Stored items
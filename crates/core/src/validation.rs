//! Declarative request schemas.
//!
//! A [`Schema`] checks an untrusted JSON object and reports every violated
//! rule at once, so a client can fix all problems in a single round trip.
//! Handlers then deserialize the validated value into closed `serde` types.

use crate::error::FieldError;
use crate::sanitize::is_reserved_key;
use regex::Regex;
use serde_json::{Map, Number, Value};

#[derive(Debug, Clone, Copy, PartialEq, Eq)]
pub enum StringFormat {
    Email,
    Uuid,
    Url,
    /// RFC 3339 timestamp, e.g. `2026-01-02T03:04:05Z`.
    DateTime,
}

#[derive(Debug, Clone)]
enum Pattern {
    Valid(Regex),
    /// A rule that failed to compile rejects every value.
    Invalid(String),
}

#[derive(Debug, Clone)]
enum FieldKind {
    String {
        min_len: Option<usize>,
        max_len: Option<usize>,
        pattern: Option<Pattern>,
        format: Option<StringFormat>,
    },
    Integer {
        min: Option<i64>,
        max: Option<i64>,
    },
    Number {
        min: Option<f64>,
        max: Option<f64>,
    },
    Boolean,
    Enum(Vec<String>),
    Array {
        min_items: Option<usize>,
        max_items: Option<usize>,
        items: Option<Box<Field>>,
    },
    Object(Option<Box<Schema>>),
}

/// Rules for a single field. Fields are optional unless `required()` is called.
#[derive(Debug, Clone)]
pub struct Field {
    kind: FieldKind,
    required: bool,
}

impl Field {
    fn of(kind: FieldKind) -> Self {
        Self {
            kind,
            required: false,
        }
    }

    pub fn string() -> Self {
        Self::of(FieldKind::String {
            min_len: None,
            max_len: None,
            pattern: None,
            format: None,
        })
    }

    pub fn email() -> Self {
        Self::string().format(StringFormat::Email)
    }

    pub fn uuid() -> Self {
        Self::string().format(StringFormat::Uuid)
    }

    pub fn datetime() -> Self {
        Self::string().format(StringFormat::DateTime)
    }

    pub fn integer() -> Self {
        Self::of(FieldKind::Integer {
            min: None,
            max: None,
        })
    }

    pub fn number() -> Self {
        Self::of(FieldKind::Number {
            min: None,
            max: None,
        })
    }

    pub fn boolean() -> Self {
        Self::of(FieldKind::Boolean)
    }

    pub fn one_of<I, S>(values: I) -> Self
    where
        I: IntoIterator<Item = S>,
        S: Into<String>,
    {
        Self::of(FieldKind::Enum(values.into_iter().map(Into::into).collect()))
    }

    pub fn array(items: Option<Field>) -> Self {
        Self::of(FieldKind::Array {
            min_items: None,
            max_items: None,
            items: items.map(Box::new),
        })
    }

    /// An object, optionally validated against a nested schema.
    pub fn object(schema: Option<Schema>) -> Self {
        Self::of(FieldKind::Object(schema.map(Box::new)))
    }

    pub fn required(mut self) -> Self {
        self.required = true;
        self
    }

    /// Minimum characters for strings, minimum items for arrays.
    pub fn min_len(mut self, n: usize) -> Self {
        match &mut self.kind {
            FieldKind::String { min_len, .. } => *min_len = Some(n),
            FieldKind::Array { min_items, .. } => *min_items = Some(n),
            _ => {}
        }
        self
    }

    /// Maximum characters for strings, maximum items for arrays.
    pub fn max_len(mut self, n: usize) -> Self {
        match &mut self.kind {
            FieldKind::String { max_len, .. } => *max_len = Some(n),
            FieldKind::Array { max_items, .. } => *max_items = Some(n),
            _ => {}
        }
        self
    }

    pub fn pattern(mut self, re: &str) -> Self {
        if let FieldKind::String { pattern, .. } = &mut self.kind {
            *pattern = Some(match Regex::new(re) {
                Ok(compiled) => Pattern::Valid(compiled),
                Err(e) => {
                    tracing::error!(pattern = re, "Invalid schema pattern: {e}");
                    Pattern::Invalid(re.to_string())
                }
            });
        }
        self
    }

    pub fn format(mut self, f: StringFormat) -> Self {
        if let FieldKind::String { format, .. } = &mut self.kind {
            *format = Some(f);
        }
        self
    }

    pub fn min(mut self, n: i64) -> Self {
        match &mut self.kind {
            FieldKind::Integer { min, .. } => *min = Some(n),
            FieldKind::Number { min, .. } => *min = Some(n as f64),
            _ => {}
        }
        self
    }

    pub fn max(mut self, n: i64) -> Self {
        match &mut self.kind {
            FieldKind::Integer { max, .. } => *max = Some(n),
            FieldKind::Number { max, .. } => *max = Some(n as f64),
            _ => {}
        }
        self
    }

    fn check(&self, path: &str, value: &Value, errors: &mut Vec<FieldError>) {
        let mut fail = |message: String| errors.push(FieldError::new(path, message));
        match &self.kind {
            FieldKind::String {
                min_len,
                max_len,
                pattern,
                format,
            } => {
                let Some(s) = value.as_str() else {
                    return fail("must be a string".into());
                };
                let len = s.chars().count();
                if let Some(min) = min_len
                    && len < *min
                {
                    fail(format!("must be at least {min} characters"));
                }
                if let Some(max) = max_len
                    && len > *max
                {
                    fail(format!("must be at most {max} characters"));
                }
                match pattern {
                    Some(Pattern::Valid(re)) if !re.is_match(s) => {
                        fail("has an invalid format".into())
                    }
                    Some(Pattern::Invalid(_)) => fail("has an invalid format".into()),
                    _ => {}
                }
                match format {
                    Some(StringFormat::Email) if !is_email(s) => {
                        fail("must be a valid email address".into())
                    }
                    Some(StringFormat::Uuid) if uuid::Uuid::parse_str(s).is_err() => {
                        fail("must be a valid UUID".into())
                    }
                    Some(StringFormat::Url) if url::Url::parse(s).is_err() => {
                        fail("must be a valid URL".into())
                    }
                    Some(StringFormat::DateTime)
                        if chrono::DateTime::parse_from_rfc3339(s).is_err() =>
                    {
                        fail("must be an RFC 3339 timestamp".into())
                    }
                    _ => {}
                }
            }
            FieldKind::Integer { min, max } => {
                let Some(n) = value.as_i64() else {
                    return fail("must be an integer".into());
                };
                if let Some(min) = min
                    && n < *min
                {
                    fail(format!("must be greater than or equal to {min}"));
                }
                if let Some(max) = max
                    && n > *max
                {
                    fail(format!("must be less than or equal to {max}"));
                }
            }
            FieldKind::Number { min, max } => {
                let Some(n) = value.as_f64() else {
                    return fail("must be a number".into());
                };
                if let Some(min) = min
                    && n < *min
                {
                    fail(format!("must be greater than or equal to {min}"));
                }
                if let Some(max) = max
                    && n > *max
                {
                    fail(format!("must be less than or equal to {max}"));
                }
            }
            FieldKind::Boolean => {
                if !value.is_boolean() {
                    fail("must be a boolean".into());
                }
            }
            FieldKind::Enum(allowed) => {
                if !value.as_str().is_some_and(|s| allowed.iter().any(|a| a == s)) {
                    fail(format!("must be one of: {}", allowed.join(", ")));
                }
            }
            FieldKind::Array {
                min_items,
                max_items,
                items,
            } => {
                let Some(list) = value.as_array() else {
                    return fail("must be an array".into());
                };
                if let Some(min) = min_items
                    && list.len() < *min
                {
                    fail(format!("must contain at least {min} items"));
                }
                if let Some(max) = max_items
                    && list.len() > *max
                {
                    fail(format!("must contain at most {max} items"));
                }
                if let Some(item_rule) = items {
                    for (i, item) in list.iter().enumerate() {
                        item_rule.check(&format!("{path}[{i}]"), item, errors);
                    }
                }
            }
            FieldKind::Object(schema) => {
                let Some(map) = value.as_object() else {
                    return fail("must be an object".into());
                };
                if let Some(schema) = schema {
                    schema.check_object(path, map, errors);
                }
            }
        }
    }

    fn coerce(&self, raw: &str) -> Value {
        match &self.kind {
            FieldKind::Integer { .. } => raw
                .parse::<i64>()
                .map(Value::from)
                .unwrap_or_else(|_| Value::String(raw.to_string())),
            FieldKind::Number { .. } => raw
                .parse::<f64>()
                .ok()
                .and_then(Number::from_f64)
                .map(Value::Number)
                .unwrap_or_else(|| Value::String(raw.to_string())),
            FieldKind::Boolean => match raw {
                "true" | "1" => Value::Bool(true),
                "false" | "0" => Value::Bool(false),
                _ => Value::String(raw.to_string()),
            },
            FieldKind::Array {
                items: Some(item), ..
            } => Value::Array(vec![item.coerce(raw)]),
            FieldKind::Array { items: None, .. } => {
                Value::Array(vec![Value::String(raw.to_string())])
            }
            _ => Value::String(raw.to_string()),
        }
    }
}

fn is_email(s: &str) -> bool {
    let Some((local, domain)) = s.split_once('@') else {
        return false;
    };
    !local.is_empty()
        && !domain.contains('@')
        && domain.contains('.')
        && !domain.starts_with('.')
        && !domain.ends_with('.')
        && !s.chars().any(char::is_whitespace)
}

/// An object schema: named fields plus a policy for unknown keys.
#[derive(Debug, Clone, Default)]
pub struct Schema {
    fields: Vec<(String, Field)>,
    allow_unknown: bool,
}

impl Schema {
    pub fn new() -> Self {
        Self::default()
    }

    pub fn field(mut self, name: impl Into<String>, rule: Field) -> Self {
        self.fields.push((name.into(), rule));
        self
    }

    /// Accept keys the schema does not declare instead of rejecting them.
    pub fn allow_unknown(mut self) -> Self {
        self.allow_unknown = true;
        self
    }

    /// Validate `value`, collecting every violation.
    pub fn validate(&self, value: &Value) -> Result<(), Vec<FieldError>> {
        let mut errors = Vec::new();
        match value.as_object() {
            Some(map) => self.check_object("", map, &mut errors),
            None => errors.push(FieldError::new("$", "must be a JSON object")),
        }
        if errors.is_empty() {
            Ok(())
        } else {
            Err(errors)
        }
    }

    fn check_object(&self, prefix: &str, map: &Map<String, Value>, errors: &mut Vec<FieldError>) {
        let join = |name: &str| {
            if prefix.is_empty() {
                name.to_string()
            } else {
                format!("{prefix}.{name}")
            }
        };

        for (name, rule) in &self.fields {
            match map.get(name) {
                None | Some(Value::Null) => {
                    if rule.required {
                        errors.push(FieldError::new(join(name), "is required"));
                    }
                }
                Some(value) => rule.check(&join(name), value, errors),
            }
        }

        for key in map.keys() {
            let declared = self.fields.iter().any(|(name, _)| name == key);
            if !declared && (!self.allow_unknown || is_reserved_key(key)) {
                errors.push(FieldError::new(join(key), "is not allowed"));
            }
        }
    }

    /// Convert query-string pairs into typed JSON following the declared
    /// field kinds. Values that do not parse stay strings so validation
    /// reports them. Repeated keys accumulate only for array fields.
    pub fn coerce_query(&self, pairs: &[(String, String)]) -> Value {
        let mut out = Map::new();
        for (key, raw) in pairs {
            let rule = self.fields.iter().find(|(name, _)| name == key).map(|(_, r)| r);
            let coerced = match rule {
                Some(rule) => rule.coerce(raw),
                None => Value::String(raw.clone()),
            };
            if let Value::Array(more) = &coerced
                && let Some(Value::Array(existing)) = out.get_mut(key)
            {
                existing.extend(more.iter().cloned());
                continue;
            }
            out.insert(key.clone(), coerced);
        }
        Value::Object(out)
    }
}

**PROBLEM TO WORK ON:** Apply a filter for "keys" to the entries and show each line that passes.

**SOLUTION FOR THIS EXERCISE:**
/// An object schema: named fields plus a policy for unknown keys.
    /// Accept keys the schema does not declare instead of rejecting them.
        for key in map.keys() {
    /// reports them. Repeated keys accumulate only for array fields.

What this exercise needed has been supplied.